In [43]:
import numpy as np
import pandas as pd
import plotly.express as px

In [50]:
pip install textblob

Note: you may need to restart the kernel to use updated packages.



[notice] A new release of pip is available: 24.0 -> 24.1
[notice] To update, run: python.exe -m pip install --upgrade pip


In [45]:
from textblob import TextBlob

In [46]:
df = pd.read_csv("netflix_titles.csv")
df.shape

(8807, 12)

In [47]:
df.columns

Index(['show_id', 'type', 'title', 'director', 'cast', 'country', 'date_added',
       'release_year', 'rating', 'duration', 'listed_in', 'description'],
      dtype='object')

In [48]:
z = df.groupby(['rating']).size().reset_index(name='counts')

In [49]:
piee = px.pie(z, values = 'counts', names='rating', title='Distribution of Content Ratings',
             color_discrete_sequence=px.colors.qualitative.Set3)
piee.show()

The graph above shows that the majority of content on Netflix is categorized as "TV-MA", which means most of the content available is intented for viewing by mature and adult audiences.

In [13]:
#Top 5 Directors and Actors

In [14]:
df['director'] = df['director'].fillna('No Director Specified')
filter_dir = pd.DataFrame()
filter_dir = df['director'].str.split(',',expand=True).stack()
filter_dir = filter_dir.to_frame()
filter_dir.columns=['Director']

In [17]:
directors=filter_dir.groupby(["Director"]).size().reset_index(name='Total Content')
directors=directors[directors.Director != 'No Director Specified']
directors=directors.sort_values(by=['Total Content'],ascending=False)
directorsTop5=directors.head()
directorsTop5=directorsTop5.sort_values(by=['Total Content'])
fig = px.bar(directorsTop5,x='Total Content',y='Director',title ='Top 5 directors')
fig.show()

### From the above graph the Top 5 directors are:
    1.Rajiv Chilaka
    2.Jan Suter
    3.Raul Campos
    4.Marcus Raboy
    5.Suhas kadav

In [18]:
# Top 5 Actors

In [21]:
df['cast']=df['cast'].fillna('No Cast Specified')
filtered_cast=pd.DataFrame()
filtered_cast=df['cast'].str.split(',',expand=True).stack()
filtered_cast=filtered_cast.to_frame()
filtered_cast.columns=['Actor']
actors=filtered_cast.groupby(['Actor']).size().reset_index(name='Total Content')
actors=actors[actors.Actor !='No Cast Specified']
actors=actors.sort_values(by=['Total Content'],ascending=False)
actorsTop5=actors.head()
actorsTop5=actorsTop5.sort_values(by=['Total Content'])
fig2=px.bar(actorsTop5,x='Total Content',y='Actor', title='Top 5 Actors')
fig2.show()

### From above plot, the Top 5 Actors on Netfilx are:
    1. Anupam Kher
    2.Rupa Bhimani
    3.Takahiro Sakurai
    4.Julie Tejwani
    5.Om Puri

In [22]:
#Analysing Content On Netflix

In [40]:
# Renaming columns for clarity
df1 = df[['type', 'release_year']].rename(columns={'release_year': 'Release Year'})

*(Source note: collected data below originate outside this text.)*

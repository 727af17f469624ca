//! CLI error types with miette diagnostics.
//!
//! Maps `CoreError` and `ConfigError` variants into user-facing errors with
//! actionable help text.

use miette::Diagnostic;
use thiserror::Error;

use zerofly_config::ConfigError;
use zerofly_core::CoreError;

/// Process exit codes.
pub mod exit_code {
    pub const GENERAL: i32 = 1;
    pub const USAGE: i32 = 2;
    pub const AUTH: i32 = 3;
    pub const NOT_FOUND: i32 = 4;
    pub const PERMISSION: i32 = 5;
    pub const CONFLICT: i32 = 6;
    pub const CONNECTION: i32 = 7;
    pub const TIMEOUT: i32 = 8;
}

#[derive(Debug, Error, Diagnostic)]
pub enum CliError {
    // ── Connection ───────────────────────────────────────────────────

    #[error("Could not reach the ZeroTier service at {url}")]
    #[diagnostic(
        code(zerofly::unreachable),
        help(
            "Check that the service is running: zerofly service status\n\
             Reason: {reason}"
        )
    )]
    Unreachable { url: String, reason: String },

    // ── Authentication ───────────────────────────────────────────────

    #[error("The ZeroTier service rejected the auth token (HTTP {status})")]
    #[diagnostic(
        code(zerofly::auth_failed),
        help(
            "The token must match the service's authtoken.secret.\n\
             Store the right one with: zerofly config set-token"
        )
    )]
    AuthFailed { status: u16 },

    #[error("No auth token found")]
    #[diagnostic(
        code(zerofly::no_token),
        help(
            "Searched: {searched}\n\
             Pass --token, set ZEROFLY_TOKEN, or run: zerofly config set-token"
        )
    )]
    NoToken { searched: String },

    // ── Resources ────────────────────────────────────────────────────

    #[error("{resource_type} '{identifier}' not found")]
    #[diagnostic(
        code(zerofly::not_found),
        help("Run: zerofly {list_command} to see available {resource_type}s")
    )]
    NotFound {
        resource_type: String,
        identifier: String,
        list_command: String,
    },

    #[error("{0}")]
    #[diagnostic(
        code(zerofly::busy),
        help("Wait for the running command to finish and try again.")
    )]
    Busy(String),

    #[error("{resource_type} '{identifier}' already exists")]
    #[diagnostic(code(zerofly::conflict), help("Use --force to overwrite it."))]
    Conflict {
        resource_type: String,
        identifier: String,
    },

    // ── Host ─────────────────────────────────────────────────────────

    #[error("Permission denied: {message}")]
    #[diagnostic(
        code(zerofly::permission_denied),
        help(
            "Changing the service or its interfaces needs administrator rights.\n\
             Approve the elevation prompt, or set daemon.elevate in the config."
        )
    )]
    PermissionDenied { message: String },

    // ── API ──────────────────────────────────────────────────────────

    #[error("ZeroTier service error ({code}): {message}")]
    #[diagnostic(code(zerofly::api_error))]
    ApiError { code: String, message: String },

    // ── Validation ───────────────────────────────────────────────────

    #[error("Invalid value for {field}: {reason}")]
    #[diagnostic(code(zerofly::validation))]
    Validation { field: String, reason: String },

    // ── Configuration ────────────────────────────────────────────────

    #[error(transparent)]
    #[diagnostic(
        code(zerofly::config),
        help("Check the config file: zerofly config path")
    )]
    Config(Box<figment::Error>),

    #[error("Failed to write configuration: {0}")]
    #[diagnostic(code(zerofly::config_write))]
    ConfigWrite(String),

    // ── Interactive ──────────────────────────────────────────────────

    #[error("Operation '{action}' requires confirmation")]
    #[diagnostic(
        code(zerofly::confirmation_required),
        help("Use --yes (-y) to skip confirmation in non-interactive contexts.")
    )]
    NonInteractiveRequiresYes { action: String },

    // ── Timeout ──────────────────────────────────────────────────────

    #[error("{operation} timed out after {seconds}s")]
    #[diagnostic(
        code(zerofly::timeout),
        help("Increase --timeout or daemon.host_timeout_secs, or check the service.")
    )]
    Timeout { operation: String, seconds: u64 },

    // ── Internal ─────────────────────────────────────────────────────

    #[error("{0}")]
    #[diagnostic(code(zerofly::internal))]
    Internal(String),

    // ── IO ───────────────────────────────────────────────────────────

    #[error(transparent)]
    Io(#[from] std::io::Error),
}

impl CliError {
    /// Map this error to an exit code for process termination.
    pub fn exit_code(&self) -> i32 {
        match self {
            Self::Unreachable { .. } => exit_code::CONNECTION,
            Self::AuthFailed { .. } | Self::NoToken { .. } => exit_code::AUTH,
            Self::NotFound { .. } => exit_code::NOT_FOUND,
            Self::Busy(_) | Self::Conflict { .. } => exit_code::CONFLICT,
            Self::PermissionDenied { .. } => exit_code::PERMISSION,
            Self::Timeout { .. } => exit_code::TIMEOUT,
            Self::Validation { .. } | Self::NonInteractiveRequiresYes { .. } => exit_code::USAGE,
            _ => exit_code::GENERAL,
        }
    }
}

impl From<figment::Error> for CliError {
    fn from(err: figment::Error) -> Self {
        Self::Config(Box::new(err))
    }
}

// ── ConfigError → CliError mapping ───────────────────────────────────

impl From<ConfigError> for CliError {
    fn from(err: ConfigError) -> Self {
        match err {
            ConfigError::Validation { field, reason } => CliError::Validation { field, reason },
            ConfigError::NoToken { searched } => CliError::NoToken { searched },
            ConfigError::Serialization(e) => CliError::ConfigWrite(e.to_string()),
            ConfigError::Figment(e) => CliError::Config(e),
            ConfigError::Io(e) => CliError::Io(e),
        }
    }
}

// ── CoreError → CliError mapping ─────────────────────────────────────

impl From<CoreError> for CliError {
    fn from(err: CoreError) -> Self {
        match err {
            CoreError::Unreachable { url, reason } => CliError::Unreachable { url, reason },

            CoreError::Unauthorized { status } => CliError::AuthFailed { status },

            CoreError::NotFound { identifier } => not_found(&identifier),

            CoreError::Malformed { message } => CliError::ApiError {
                code: "malformed".into(),
                message,
            },

            CoreError::ServerError { status, message } => CliError::ApiError {
                code: status.to_string(),
                message,
            },

            CoreError::PermissionDenied { message } => CliError::PermissionDenied { message },

            CoreError::Timeout {
                operation,
                timeout_secs,
            } => CliError::Timeout {
                operation,
                seconds: timeout_secs,
            },

            e @ CoreError::AlreadyInProgress { .. } => CliError::Busy(e.to_string()),

            CoreError::ValidationFailed { message } => CliError::Validation {
                field: "input".into(),
                reason: message,
            },

            CoreError::OperationFailed { message } => CliError::ApiError {
                code: "operation_failed".into(),
                message,
            },

            CoreError::Config { message } => CliError::Validation {
                field: "config".into(),
                reason: message,
            },

            e @ (CoreError::Cancelled | CoreError::NotRunning) => CliError::Internal(e.to_string()),

            CoreError::Internal(message) => CliError::Internal(message),
        }
    }
}

/// Core reports what was missing as "network <id>", "peer <address>", or a
/// request path.
fn not_found(identifier: &str) -> CliError {
    let (resource_type, id, list_command) =
        if let Some(id) = identifier.strip_prefix("network ") {
            ("network", id, "networks list")
        } else if let Some(id) = identifier.strip_prefix("network/") {
            ("network", id, "networks list")
        } else if let Some(id) = identifier.strip_prefix("peer ") {
            ("peer", id, "peers list")
        } else {
            ("resource", identifier, "status")
        };
    CliError::NotFound {
        resource_type: resource_type.into(),
        identifier: id.into(),
        list_command: list_command.into(),
    }
}

#[cfg(test)]
mod tests {
    use super::*;

    #[test]
    fn core_errors_keep_their_exit_codes() {
        let cases = [
            (
                CoreError::Unreachable {
                    url: "http://127.0.0.1:9993/".into(),
                    reason: "connection refused".into(),
                },
                exit_code::CONNECTION,
            ),
            (CoreError::Unauthorized { status: 401 }, exit_code::AUTH),
            (
                CoreError::NotFound {
                    identifier: "network abcdef0123456789".into(),
                },
                exit_code::NOT_FOUND,
            ),
            (
                CoreError::PermissionDenied {
                    message: "pkexec exited with 126".into(),
                },
                exit_code::PERMISSION,
            ),
            (
                CoreError::AlreadyInProgress {
                    key: "network abcdef0123456789".into(),
                },
                exit_code::CONFLICT,
            ),
            (
                CoreError::Timeout {
                    operation: "systemctl start".into(),
                    timeout_secs: 60,
                },
                exit_code::TIMEOUT,
            ),
            (
                CoreError::ValidationFailed {
                    message: "no flags given".into(),
                },
                exit_code::USAGE,
            ),
            (CoreError::NotRunning, exit_code::GENERAL),
        ];

        for (core, code) in cases {
            let label = core.to_string();
            assert_eq!(CliError::from(core).exit_code(), code, "{label}");
        }
    }

    #[test]
    fn not_found_names_the_resource() {
        let err = CliError::from(CoreError::NotFound {
            identifier: "network abcdef0123456789".into(),
        });
        let CliError::NotFound {
            resource_type,
            identifier,
            list_command,
        } = err
        else {
            panic!("expected NotFound");
        };
        assert_eq!(resource_type, "network");
        assert_eq!(identifier, "abcdef0123456789");
        assert_eq!(list_command, "networks list");
    }
}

# Grouping by 'Release Year' and 'type', counting total content
df2 = df1.groupby(['Release Year', 'type']).size().reset_index(name='Total Content')

# Filtering data for release years >= 2010
df2_filtered = df2[df2['Release Year'] >= 2010]

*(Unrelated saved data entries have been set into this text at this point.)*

use thiserror::Error;

/// Top-level error type for the `zerofly-api` crate.
///
/// Every failure of a call against the daemon's local API lands in one of
/// these variants. `zerofly-core` maps them onto its own taxonomy.
#[derive(Debug, Error)]
pub enum Error {
    // ── Transport ───────────────────────────────────────────────────
    /// No response: connection refused, reset or closed before the reply
    /// was complete, or the per-call timeout elapsed. Usually means the
    /// daemon is stopped, starting, or died mid-request.
    #[error("daemon unreachable at {url}: {reason}")]
    Unreachable { url: String, reason: String },

    /// Any other HTTP-level failure reqwest reports (redirect loops,
    /// request construction).
    #[error("HTTP transport error: {0}")]
    Transport(reqwest::Error),

    /// URL parsing error.
    #[error("Invalid URL: {0}")]
    InvalidUrl(#[from] url::ParseError),

    /// The HTTP client could not be constructed.
    #[error("failed to build HTTP client: {0}")]
    Client(String),

    // ── Authentication ──────────────────────────────────────────────
    /// The token is missing, stale, or otherwise rejected (401/403).
    #[error("daemon rejected the auth token (HTTP {status})")]
    Unauthorized { status: u16 },

    /// The token cannot be encoded as a header value.
    #[error("invalid auth token: {0}")]
    InvalidToken(String),

    // ── API ─────────────────────────────────────────────────────────
    /// Unknown network or peer (404).
    #[error("not found: {path}")]
    NotFound { path: String },

    /// The daemon answered with a non-success status.
    #[error("daemon error (HTTP {status}): {message}")]
    ServerError { status: u16, message: String },

    // ── Data ────────────────────────────────────────────────────────
    /// Body was not JSON, or did not match the expected schema.
    #[error("malformed response: {message}")]
    Malformed { message: String, body: String },
}

impl From<reqwest::Error> for Error {
    fn from(err: reqwest::Error) -> Self {
        if no_response(&err) {
            Self::Unreachable {
                url: err
                    .url()
                    .map_or_else(|| "<unknown>".into(), ToString::to_string),
                reason: if err.is_timeout() {
                    "request timed out".into()
                } else {
                    err.to_string()
                },
            }
        } else {
            Self::Transport(err)
        }
    }
}

/// The exchange failed before a complete response arrived: refused, reset,
/// closed mid-request or mid-body, or timed out.
fn no_response(err: &reqwest::Error) -> bool {
    err.is_connect()
        || err.is_timeout()
        || err.is_request()
        || err.is_body()
        || (err.status().is_none() && !err.is_decode() && !err.is_builder() && !err.is_redirect())
}

impl Error {
    /// Returns `true` if the daemon could not be reached at all.
    pub fn is_unreachable(&self) -> bool {
        matches!(self, Self::Unreachable { .. })
    }

    /// Returns `true` if this is a transient error worth retrying on the
    /// read path.
    pub fn is_transient(&self) -> bool {
        match self {
            Self::Unreachable { .. } | Self::ServerError { .. } => true,
            Self::Transport(e) => no_response(e),
            _ => false,
        }
    }

    /// Returns `true` if this is a "not found" error.
    pub fn is_not_found(&self) -> bool {
        matches!(self, Self::NotFound { .. })
    }
}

# Plotting using Plotly Express
fig = px.line(df2_filtered, x='Release Year', y='Total Content', color='type', 
              title='Trend of Content Produced Over the Years')

# Show the plot
fig.show()

The above line graph shows that there was a decline in the production of both movies and other tv shows since 2018

In [37]:
#Sentiment of content on Netflix

In [39]:
dfx = df[['release_year', 'description']].rename(columns={'release_year': 'Release Year'})

# Function to determine sentiment
def get_sentiment(text):
    testimonial = TextBlob(text)
    polarity = testimonial.sentiment.polarity
    if polarity == 0:
        return 'Neutral'
    elif polarity > 0:
        return 'Positive'
    else:
        return 'Negative'

# Apply sentiment analysis and create 'Sentiment' column
dfx['Sentiment'] = dfx['description'].apply(get_sentiment)

# Grouping by 'Release Year' and 'Sentiment', counting total content
dfx_grouped = dfx.groupby(['Release Year', 'Sentiment']).size().reset_index(name='Total Content')

# Filtering data for release years >= 2010
dfx_filtered = dfx_grouped[dfx_grouped['Release Year'] >= 2010]

# Plotting using Plotly Express
fig = px.bar(dfx_filtered, x='Release Year', y='Total Content', color='Sentiment', 
             title='Sentiment of Content by Release Year on Netflix')

# Show the plot
fig.show()

So the above graph shows that the overall positive content is always greater than the netural and negative content combined.